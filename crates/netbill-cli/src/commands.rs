//! CLI command implementations.

use std::io::{self, BufRead, Write};
use std::path::Path;

use netbill_console::format::{format_date_value, is_date_field};
use netbill_console::resource::ParseResourceKindError;
use netbill_console::{
    ApiError, AppState, AuthError, Config, ConfigError, Record, Resource, ResourceKind, Route,
};
use serde_json::Value;
use thiserror::Error;

/// CLI errors.
#[derive(Debug, Error)]
pub enum CliError {
    #[error(transparent)]
    Api(#[from] ApiError),

    #[error(transparent)]
    Auth(#[from] AuthError),

    #[error("Config error: {0}")]
    Config(#[from] ConfigError),

    #[error(transparent)]
    UnknownResource(#[from] ParseResourceKindError),

    #[error("Invalid JSON: {0}")]
    InvalidJson(#[from] serde_json::Error),

    #[error("Record data must be a JSON object")]
    NotAnObject,

    #[error("I/O error: {0}")]
    Io(#[from] io::Error),

    #[error("Not logged in. Use 'netbill login' first.")]
    NotLoggedIn,

    #[error("No config path available")]
    NoConfigPath,

    #[error("{0}")]
    Failed(String),
}

pub type Result<T> = std::result::Result<T, CliError>;

// ==================== Session Commands ====================

/// Log in, reading the password from stdin when not given.
///
/// Stdin is read as a plain line, so a terminal shows the password as it
/// is typed.
pub async fn login(state: &AppState, username: &str, password: Option<String>) -> Result<()> {
    let password = match password {
        Some(password) => password,
        None => read_password()?,
    };

    state.auth().login(username, &password).await?;

    if let Err(e) = state.auth().fetch_user().await {
        tracing::warn!(error = %e, "Could not load profile after login");
    }

    println!("Logged in as {username}");
    println!("Session: {}", state.navigator().current());
    Ok(())
}

/// Forget the stored session.
pub fn logout(state: &AppState) -> Result<()> {
    state.auth().logout();
    println!("Logged out");
    Ok(())
}

/// Show session status.
pub async fn status(state: &AppState) -> Result<()> {
    println!("netbill Status");
    println!("==============");
    println!("Version: {}", env!("CARGO_PKG_VERSION"));
    println!("API:     {}", state.client().base_url());

    if !state.session().is_authenticated() {
        println!("Session: Not logged in");
        return Ok(());
    }

    println!("Session: Logged in");
    state.auth().fetch_user().await?;
    if let Some(user) = state.session().user() {
        println!("Profile:");
        print!("{}", render_record(&user));
    }
    Ok(())
}

/// Resolve a path through the route guard and print where it lands.
pub fn open(state: &AppState, path: &str) -> Result<()> {
    let requested = Route::parse(path);
    let landed = state.navigator().navigate(path);

    if landed == requested {
        println!("{landed}");
    } else {
        println!("{landed} (redirected from {requested})");
    }
    Ok(())
}

// ==================== Resource Commands ====================

/// List records of a resource.
pub async fn list(state: &AppState, resource: &str) -> Result<()> {
    let resource = open_resource(state, resource)?;

    resource.fetch_items().await;
    if let Some(error) = resource.error() {
        return Err(CliError::Failed(error));
    }

    let items = resource.items();
    if items.is_empty() {
        println!("No {} found", resource.name());
        return Ok(());
    }

    for (i, item) in items.iter().enumerate() {
        if i > 0 {
            println!();
        }
        print!("{}", render_record(item));
    }
    println!("\n{} record(s)", items.len());
    Ok(())
}

/// Create a record.
pub async fn create(state: &AppState, resource: &str, json: &str) -> Result<()> {
    let resource = open_resource(state, resource)?;
    let data = parse_object(json)?;

    resource.create_item(&data).await?;

    println!("Created {} record", resource.name());
    Ok(())
}

/// Update a record.
pub async fn update(state: &AppState, resource: &str, id: &str, json: &str) -> Result<()> {
    let resource = open_resource(state, resource)?;
    let data = parse_object(json)?;

    resource.update_item(id, &data).await?;

    let updated = resource
        .items()
        .into_iter()
        .find(|item| item.id().is_some_and(|rid| rid.as_str() == id));
    match updated {
        Some(item) => print!("{}", render_record(&item)),
        None => println!("Updated {} record {id}", resource.name()),
    }
    Ok(())
}

/// Delete a record.
pub async fn delete(state: &AppState, resource: &str, id: &str) -> Result<()> {
    let resource = open_resource(state, resource)?;

    resource.delete_item(id).await?;

    println!("Deleted {} record {id}", resource.name());
    Ok(())
}

// ==================== Config Commands ====================

/// Show the stored config, optionally changing the server URL first.
pub fn config(mut config: Config, path: Option<&Path>, set_server: Option<&str>) -> Result<()> {
    if let Some(server) = set_server {
        let path = path.ok_or(CliError::NoConfigPath)?;
        config.server_url = server.to_string();
        config.save_to(path)?;
        println!("Saved {}", path.display());
    }

    println!("{}", serde_json::to_string_pretty(&config)?);
    Ok(())
}

// ==================== Output ====================

/// Print and drain pending notifications to stderr.
pub fn print_notifications(state: &AppState) {
    let notifications = state.notifications();
    for notification in notifications.snapshot() {
        eprintln!(
            "[{}] {}: {}",
            notification.kind, notification.title, notification.message
        );
        if let Some(details) = &notification.details {
            for line in details.lines() {
                eprintln!("    {line}");
            }
        }
    }
    notifications.clear();
}

/// Render a record as `key: value` lines, `id` first.
fn render_record(record: &Value) -> String {
    let Value::Object(fields) = record else {
        return format!("{record}\n");
    };

    let width = fields.keys().map(String::len).max().unwrap_or(0);
    let mut keys: Vec<&String> = fields.keys().collect();
    keys.sort_by_key(|key| key.as_str() != "id");

    let mut lines = Vec::with_capacity(keys.len());
    for key in keys {
        let value = &fields[key.as_str()];
        let shown = if is_date_field(key) {
            format_date_value(value)
        } else {
            match value {
                Value::String(s) => s.clone(),
                Value::Null => "-".to_string(),
                other => other.to_string(),
            }
        };
        lines.push(format!("{key:<width$}  {shown}\n"));
    }
    lines.concat()
}

/// Resolve a resource name and check the session allows opening it.
fn open_resource(state: &AppState, name: &str) -> Result<Resource<Value>> {
    let kind: ResourceKind = name.parse()?;

    let target = Route::Resource(kind);
    if state.navigator().push(target.clone()) != target {
        return Err(CliError::NotLoggedIn);
    }

    Ok(state.records(kind))
}

fn parse_object(json: &str) -> Result<Value> {
    match serde_json::from_str::<Value>(json)? {
        value @ Value::Object(_) => Ok(value),
        _ => Err(CliError::NotAnObject),
    }
}

/// Prompt shown before reading the password from stdin.
const PASSWORD_PROMPT: &str = "Password (input is echoed; use --password or pipe it to hide it): ";

fn read_password() -> Result<String> {
    read_password_from(&mut io::stdin().lock(), &mut io::stderr())
}

/// Read one line as the password. The terminal echoes it as typed.
fn read_password_from(input: &mut impl BufRead, prompt: &mut impl Write) -> Result<String> {
    prompt.write_all(PASSWORD_PROMPT.as_bytes())?;
    prompt.flush()?;

    let mut line = String::new();
    input.read_line(&mut line)?;
    Ok(line.trim_end_matches(['\r', '\n']).to_string())
}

---*---

**Task directions**
Would you show each line of the listing above that has the string "shown"?

**Result for this task**
        let shown = if is_date_field(key) {
        lines.push(format!("{key:<width$}  {shown}\n"));
/// Prompt shown before reading the password from stdin.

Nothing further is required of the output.